Pada tulisan ini saya bukan ingin memberikan informasi tentang kondisi terkini perekonomian Gaza tetapi lebih ingin menganalisis seperti apa perekonomian berjalan dalam situasi Gaza beberapa waktu belakangan ini. Gaza daerah yang luasnya lebih kecil dari Jakarta Selatan, lebar 400 meter dan panjang 10 km dengan populasi 1,5 juta, cukup mengejutkan mampu menjalankan ekonomi dalam kondisi embargo panjang Israel.

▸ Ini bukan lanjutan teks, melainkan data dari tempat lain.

//! Agent invocation: timeouts, retries and bounded fan-out

use std::sync::Arc;
use std::time::Duration;
use tokio::sync::Semaphore;
use tokio::time::timeout;
use tokio_util::sync::CancellationToken;
use tracing::{debug, warn};

use super::{AgentInput, AgentRegistry, Evaluation};
use crate::config::RetryPolicy;
use crate::error::AgentError;
use crate::graph::Branch;

/// A successful invocation
#[derive(Debug, Clone)]
pub struct Invocation {
    pub agent: String,
    pub evaluation: Evaluation,
    pub attempts: u32,
}

/// The last error of an invocation that gave up
#[derive(Debug, Clone)]
pub struct InvocationFailure {
    pub agent: String,
    pub attempts: u32,
    pub error: AgentError,
}

impl InvocationFailure {
    pub fn is_cancelled(&self) -> bool {
        self.error == AgentError::Cancelled
    }
}

/// Outcome of one fan-out branch
#[derive(Debug, Clone)]
pub struct BranchReport {
    pub branch: Branch,
    pub result: Result<Invocation, InvocationFailure>,
}

/// Outcome of a whole fan-out, in branch declaration order
#[derive(Debug, Clone)]
pub struct FanOutReport {
    pub branches: Vec<BranchReport>,
}

impl FanOutReport {
    /// First required branch that failed, if any
    pub fn failed_required(&self) -> Option<&BranchReport> {
        self.branches
            .iter()
            .find(|r| r.branch.required && r.result.as_ref().is_err_and(|f| !f.is_cancelled()))
    }

    /// Names of branches without a usable result
    pub fn absent(&self) -> Vec<String> {
        self.branches
            .iter()
            .filter(|r| r.result.is_err())
            .map(|r| r.branch.name.clone())
            .collect()
    }
}

/// Executes agents from a registry
#[derive(Clone)]
pub struct AgentRuntime {
    registry: Arc<AgentRegistry>,
    agent_timeout: Duration,
    parallelism: usize,
}

impl AgentRuntime {
    pub fn new(registry: Arc<AgentRegistry>, agent_timeout: Duration, parallelism: usize) -> Self {
        Self {
            registry,
            agent_timeout,
            parallelism: parallelism.max(1),
        }
    }

    pub fn registry(&self) -> &AgentRegistry {
        &self.registry
    }

    pub fn agent_timeout(&self) -> Duration {
        self.agent_timeout
    }

    /// Run one evaluation bounded by `limit` and `cancel`
    pub async fn invoke(
        &self,
        agent_id: &str,
        input: Arc<AgentInput>,
        limit: Duration,
        cancel: &CancellationToken,
    ) -> Result<Evaluation, AgentError> {
        let agent = self
            .registry
            .get(agent_id)
            .ok_or_else(|| AgentError::fatal(format!("unknown agent: {agent_id}")))?;

        tokio::select! {
            biased;
            _ = cancel.cancelled() => Err(AgentError::Cancelled),
            result = timeout(limit, agent.evaluate(&input)) => match result {
                Ok(result) => result,
                Err(_) => Err(AgentError::Timeout(agent_id.to_string())),
            },
        }
    }

    /// Run one evaluation, retrying transient failures with backoff
    pub async fn invoke_with_retry(
        &self,
        agent_id: &str,
        input: Arc<AgentInput>,
        policy: &RetryPolicy,
        cancel: &CancellationToken,
    ) -> Result<Invocation, InvocationFailure> {
        let mut retries = 0u32;
        loop {
            let attempts = retries + 1;
            match self
                .invoke(agent_id, Arc::clone(&input), self.agent_timeout, cancel)
                .await
            {
                Ok(evaluation) => {
                    return Ok(Invocation {
                        agent: agent_id.to_string(),
                        evaluation,
                        attempts,
                    })
                }
                Err(error) if error.is_transient() && policy.should_retry(retries) => {
                    let delay = policy.delay_for_attempt(retries);
                    warn!(
                        agent = agent_id,
                        stage = %input.stage,
                        attempt = attempts,
                        ?delay,
                        %error,
                        "retrying agent"
                    );
                    retries += 1;
                    tokio::select! {
                        biased;
                        _ = cancel.cancelled() => {
                            return Err(InvocationFailure {
                                agent: agent_id.to_string(),
                                attempts,
                                error: AgentError::Cancelled,
                            })
                        }
                        _ = tokio::time::sleep(delay) => {}
                    }
                }
                Err(error) => {
                    return Err(InvocationFailure {
                        agent: agent_id.to_string(),
                        attempts,
                        error,
                    })
                }
            }
        }
    }

    /// Run `branches` concurrently, at most `parallelism` at a time.
    ///
    /// A failing optional branch is reported and its siblings keep running.
    /// A failing required branch cancels the siblings that have not finished
    /// yet; they report [`AgentError::Cancelled`].
    pub async fn fan_out(
        &self,
        branches: &[Branch],
        input: &AgentInput,
        policy: &RetryPolicy,
        cancel: &CancellationToken,
    ) -> FanOutReport {
        let semaphore = Arc::new(Semaphore::new(self.parallelism));
        let group = cancel.child_token();
        let mut handles = Vec::with_capacity(branches.len());

        for branch in branches {
            let runtime = self.clone();
            let task_branch = branch.clone();
            let input = Arc::new(input.for_stage(&branch.name));
            let permits = Arc::clone(&semaphore);
            let group = group.clone();
            let policy = policy.clone();

            let handle = tokio::spawn(async move {
                let branch = task_branch;
                let result = tokio::select! {
                    biased;
                    _ = group.cancelled() => Err(InvocationFailure {
                        agent: branch.agent.clone(),
                        attempts: 0,
                        error: AgentError::Cancelled,
                    }),
                    permit = permits.acquire_owned() => match permit {
                        Ok(_permit) => {
                            runtime
                                .invoke_with_retry(&branch.agent, input, &policy, &group)
                                .await
                        }
                        Err(_) => Err(InvocationFailure {
                            agent: branch.agent.clone(),
                            attempts: 0,
                            error: AgentError::Cancelled,
                        }),
                    },
                };
                if let Err(failure) = &result {
                    if branch.required && !failure.is_cancelled() {
                        warn!(branch = %branch.name, error = %failure.error, "required branch failed");
                        group.cancel();
                    } else {
                        debug!(branch = %branch.name, error = %failure.error, "branch without result");
                    }
                }
                BranchReport { branch, result }
            });
            handles.push((branch.clone(), handle));
        }

        let mut reports = Vec::with_capacity(handles.len());
        for (branch, handle) in handles {
            let report = match handle.await {
                Ok(report) => report,
                Err(e) => BranchReport {
                    result: Err(InvocationFailure {
                        agent: branch.agent.clone(),
                        attempts: 0,
                        error: AgentError::fatal(format!("branch task failed: {e}")),
                    }),
                    branch,
                },
            };
            reports.push(report);
        }
        FanOutReport { branches: reports }
    }
}

#[cfg(test)]
mod tests {
    use super::*;
    use crate::agent::Agent;
    use crate::instance::InstanceId;
    use async_trait::async_trait;
    use serde_json::json;
    use std::sync::atomic::{AtomicU32, Ordering};

    /// Fails transiently `failures` times, then succeeds
    struct Flaky {
        id: &'static str,
        failures: u32,
        calls: AtomicU32,
    }

    #[async_trait]
    impl Agent for Flaky {
        fn id(&self) -> &str {
            self.id
        }

        async fn evaluate(&self, _input: &AgentInput) -> Result<Evaluation, AgentError> {
            let call = self.calls.fetch_add(1, Ordering::SeqCst);
            if call < self.failures {
                Err(AgentError::transient("upstream 503"))
            } else {
                Ok(Evaluation::produced(json!({"call": call + 1})))
            }
        }
    }

    struct Sleepy {
        id: &'static str,
        delay: Duration,
    }

    #[async_trait]
    impl Agent for Sleepy {
        fn id(&self) -> &str {
            self.id
        }

        async fn evaluate(&self, input: &AgentInput) -> Result<Evaluation, AgentError> {
            tokio::time::sleep(self.delay).await;
            Ok(Evaluation::produced(json!({"stage": input.stage})))
        }
    }

    struct Broken;

    #[async_trait]
    impl Agent for Broken {
        fn id(&self) -> &str {
            "broken"
        }

        async fn evaluate(&self, _input: &AgentInput) -> Result<Evaluation, AgentError> {
            Err(AgentError::fatal("malformed lead"))
        }
    }

    fn runtime(registry: AgentRegistry) -> AgentRuntime {
        AgentRuntime::new(Arc::new(registry), Duration::from_secs(1), 4)
    }

    fn input() -> AgentInput {
        AgentInput::new(InstanceId::new("lead-1"), "compose", json!({}))
    }

    fn fast_retry() -> RetryPolicy {
        RetryPolicy::new(3).with_backoff_base(Duration::from_millis(1))
    }

    #[tokio::test]
    async fn test_retry_then_succeed() {
        let runtime = runtime(AgentRegistry::new().with_agent(Arc::new(Flaky {
            id: "flaky",
            failures: 2,
            calls: AtomicU32::new(0),
        })));

        let invocation = runtime
            .invoke_with_retry("flaky", Arc::new(input()), &fast_retry(), &CancellationToken::new())
            .await
            .unwrap();
        assert_eq!(invocation.attempts, 3);
        assert_eq!(invocation.evaluation.output(), Some(&json!({"call": 3})));
    }

    #[tokio::test]
    async fn test_retry_exhaustion() {
        let runtime = runtime(AgentRegistry::new().with_agent(Arc::new(Flaky {
            id: "flaky",
            failures: 10,
            calls: AtomicU32::new(0),
        })));

        let failure = runtime
            .invoke_with_retry("flaky", Arc::new(input()), &fast_retry(), &CancellationToken::new())
            .await
            .unwrap_err();
        assert_eq!(failure.attempts, 4);
        assert!(failure.error.is_transient());
    }

    #[tokio::test]
    async fn test_fatal_is_not_retried() {
        let runtime = runtime(AgentRegistry::new().with_agent(Arc::new(Broken)));
        let failure = runtime
            .invoke_with_retry("broken", Arc::new(input()), &fast_retry(), &CancellationToken::new())
            .await
            .unwrap_err();
        assert_eq!(failure.attempts, 1);
        assert_eq!(failure.error, AgentError::fatal("malformed lead"));
    }

    #[tokio::test(start_paused = true)]
    async fn test_timeout_counts_as_transient() {
        let runtime = runtime(AgentRegistry::new().with_agent(Arc::new(Sleepy {
            id: "sleepy",
            delay: Duration::from_secs(60),
        })));
        let failure = runtime
            .invoke_with_retry("sleepy", Arc::new(input()), &RetryPolicy::new(1), &CancellationToken::new())
            .await
            .unwrap_err();
        assert_eq!(failure.attempts, 2);
        assert_eq!(failure.error, AgentError::Timeout("sleepy".into()));
    }

    #[tokio::test]
    async fn test_unknown_agent_is_fatal() {
        let runtime = runtime(AgentRegistry::new());
        let err = runtime
            .invoke("ghost", Arc::new(input()), Duration::from_secs(1), &CancellationToken::new())
            .await
            .unwrap_err();
        assert!(!err.is_transient());
    }

    #[tokio::test(start_paused = true)]
    async fn test_optional_branch_failure_is_isolated() {
        let registry = AgentRegistry::new()
            .with_agent(Arc::new(Sleepy {
                id: "copy",
                delay: Duration::from_millis(50),
            }))
            .with_agent(Arc::new(Broken));
        let branches = vec![
            Branch::required("copy", "copy"),
            Branch::optional("timing", "broken"),
        ];

        let report = runtime(registry)
            .fan_out(&branches, &input(), &RetryPolicy::no_retry(), &CancellationToken::new())
            .await;

        assert!(report.failed_required().is_none());
        assert_eq!(report.absent(), vec!["timing"]);
        let copy = report.branches[0].result.as_ref().unwrap();
        assert_eq!(copy.evaluation.output(), Some(&json!({"stage": "copy"})));
    }

    #[tokio::test(start_paused = true)]
    async fn test_required_branch_failure_cancels_siblings() {
        let registry = AgentRegistry::new()
            .with_agent(Arc::new(Sleepy {
                id: "slow",
                delay: Duration::from_secs(10),
            }))
            .with_agent(Arc::new(Broken));
        let branches = vec![
            Branch::optional("slow", "slow"),
            Branch::required("critical", "broken"),
        ];

        let report = runtime(registry)
            .fan_out(&branches, &input(), &RetryPolicy::no_retry(), &CancellationToken::new())
            .await;

        let failed = report.failed_required().unwrap();
        assert_eq!(failed.branch.name, "critical");
        let slow = report.branches[0].result.as_ref().unwrap_err();
        assert!(slow.is_cancelled());
    }

    #[tokio::test]
    async fn test_parent_cancellation_stops_invoke() {
        let runtime = runtime(AgentRegistry::new().with_agent(Arc::new(Sleepy {
            id: "sleepy",
            delay: Duration::from_secs(60),
        })));
        let token = CancellationToken::new();
        token.cancel();
        let err = runtime
            .invoke("sleepy", Arc::new(input()), Duration::from_secs(120), &token)
            .await
            .unwrap_err();
        assert_eq!(err, AgentError::Cancelled);
    }
}
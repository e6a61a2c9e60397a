//! The standard lead pipeline

use serde_json::json;
use std::sync::Arc;

use super::{
    CopyAgent, HeuristicScorer, NextMorningTiming, PayloadResearchProvider, ResearchAgent, ResearchDepth,
    ScoringAgent, TemplateCopywriter, TimingAgent,
};
use crate::agent::AgentRegistry;
use crate::config::EngineConfig;
use crate::graph::{AuctionStage, Branch, BuiltGraph, GraphBuildError, Predicate, StageKind, WorkflowGraph, END};

pub const RESEARCH: &str = "research";
pub const RESEARCH_BASIC: &str = "research_basic";
pub const RESEARCH_DEEP: &str = "research_deep";
pub const QUALIFY: &str = "qualify";
pub const COMPOSE: &str = "compose";
pub const COPY: &str = "copy";
pub const TIMING: &str = "timing";
pub const APPROVAL: &str = "approval";
pub const DISPATCH: &str = "dispatch";

/// Auction task the research agents bid on
pub const RESEARCH_TASK: &str = "research";

pub const PREMIUM_RESEARCH_AGENT: &str = "research_premium";
pub const BASIC_RESEARCH_AGENT: &str = "research_basic";
pub const SCORER_AGENT: &str = "scorer";
pub const COPY_AGENT: &str = "copywriter";
pub const TIMING_AGENT: &str = "timing";

/// Research quality below which research counts as thin
pub const MIN_RESEARCH_QUALITY: f64 = 40.0;

/// Build the lead graph:
///
/// ```text
/// research (auction, degrades to research_basic)
///   -> qualify (rejects below min_lead_score)
///   -> research_deep once, when the only research was a thin basic pass
///      (premium-only auction, degrades to compose)
///   -> compose (copy required, timing optional; thin research gets fallback copy)
///   -> approval on qualify.score
///   -> dispatch -> END
/// ```
pub fn lead_pipeline() -> Result<BuiltGraph, GraphBuildError> {
    WorkflowGraph::new()
        .name("lead_pipeline")
        .stage(
            RESEARCH,
            StageKind::Auction(
                AuctionStage::new(RESEARCH_TASK, [PREMIUM_RESEARCH_AGENT, BASIC_RESEARCH_AGENT])
                    .degraded_to(RESEARCH_BASIC),
            ),
        )
        .stage(RESEARCH_BASIC, StageKind::agent(BASIC_RESEARCH_AGENT))
        .stage(
            RESEARCH_DEEP,
            StageKind::Auction(AuctionStage::new(RESEARCH_TASK, [PREMIUM_RESEARCH_AGENT]).degraded_to(COMPOSE)),
        )
        .stage(QUALIFY, StageKind::agent(SCORER_AGENT))
        .stage(
            COMPOSE,
            StageKind::fan_out(vec![
                Branch::required(COPY, COPY_AGENT),
                Branch::optional(TIMING, TIMING_AGENT),
            ]),
        )
        .stage(APPROVAL, StageKind::approval(QUALIFY, "score"))
        .stage(DISPATCH, StageKind::action([QUALIFY, COPY, TIMING]))
        .entry(RESEARCH)
        .edge(RESEARCH, QUALIFY)
        .edge(RESEARCH_BASIC, QUALIFY)
        .edge(RESEARCH_DEEP, QUALIFY)
        .edge_when(QUALIFY, RESEARCH_DEEP, thin_basic_research())
        .edge(QUALIFY, COMPOSE)
        .edge(COMPOSE, APPROVAL)
        .edge(APPROVAL, DISPATCH)
        .edge(DISPATCH, END)
        .build()
}

/// Research so far is a basic pass below [`MIN_RESEARCH_QUALITY`] and the
/// deep pass has not run yet
fn thin_basic_research() -> Predicate {
    Predicate::all(vec![
        Predicate::missing(RESEARCH_DEEP),
        Predicate::any(vec![
            Predicate::all(vec![
                Predicate::below(RESEARCH, "quality_score", MIN_RESEARCH_QUALITY),
                Predicate::equals(RESEARCH, "depth", json!("basic")),
            ]),
            Predicate::below(RESEARCH_BASIC, "quality_score", MIN_RESEARCH_QUALITY),
        ]),
    ])
}

/// Registry with the built-in collaborators.
///
/// The premium researcher reads the whole payload and bids 0.03 at quality
/// 90; the basic one reads the company profile only and bids 0.02 at 55.
pub fn default_registry(config: &EngineConfig) -> AgentRegistry {
    AgentRegistry::new()
        .with_agent(Arc::new(ResearchAgent::new(
            PREMIUM_RESEARCH_AGENT,
            Arc::new(PayloadResearchProvider::new(ResearchDepth::Deep)),
            0.03,
            90,
        )))
        .with_agent(Arc::new(ResearchAgent::new(
            BASIC_RESEARCH_AGENT,
            Arc::new(PayloadResearchProvider::new(ResearchDepth::Basic)),
            0.02,
            55,
        )))
        .with_agent(Arc::new(ScoringAgent::new(
            SCORER_AGENT,
            Arc::new(HeuristicScorer),
            config.min_lead_score,
        )))
        .with_agent(Arc::new(CopyAgent::new(COPY_AGENT, Arc::new(TemplateCopywriter))))
        .with_agent(Arc::new(TimingAgent::new(TIMING_AGENT, Arc::new(NextMorningTiming))))
}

Kondisi seperti itu membuat Gaza menjadi fenomena menarik untuk diamati menggunakan kaca mata ekonomi. Beberapa kali di visualkan oleh beberapa TV internasional, ternyata infus ekonomi yang menjaga nafas ekonomi Gaza setidaknya ada dua faktor, pertama faktor aktifitas penyeludupan barang-barang kebutuhan melalui terowongan-terowongan di wilayah Rafah, perbatasan antara Gaza dan Mesir. Jumlah terowongan itu konon mencapai ratusan. Jikapun berhasil diketahui oleh Israel dan dihancurkan menggunakan bom, dalam 20 hari para pedagang mampu memperbaiki dan menjalankan aktifitas rutinnya kembali.
Kedua, faktor bantuan dana-dana sosial dari berbagai lembaga dan baik LSM maupun pemerintah negara lain, yang terus menjaga agar purchasing power tetap ada dimiliki penduduk Gaza. Penyediaan dana ini bermakna memelihara salah satu mesin dari dua mesin ekonomi, yaitu kekuatan demand. Dalam teori ekonomi Islam kita tahu, ketika sektor publik (government sector) gagal mengatasi ketidakmampuan pasar (private sector), maka sektor sosial akan memainkan perannya dalam menjaga ketersedian barang dan jasa (production possibility frontier) dalam melayani kebutuhan masyarakat.
Mekanisme self healing ini berlangsung dengan lebih baik dalam ekonomi Islam untuk memastikan ekonomi masih memiliki nafas melayani masyarakat. Menjaga agar kebutuhan mereka tertunaikan sehingga dengan leluasa mereka tetap mampu menyisihkan waktu regulernya beribadah kepada Allah SWT. wallahu a'lam.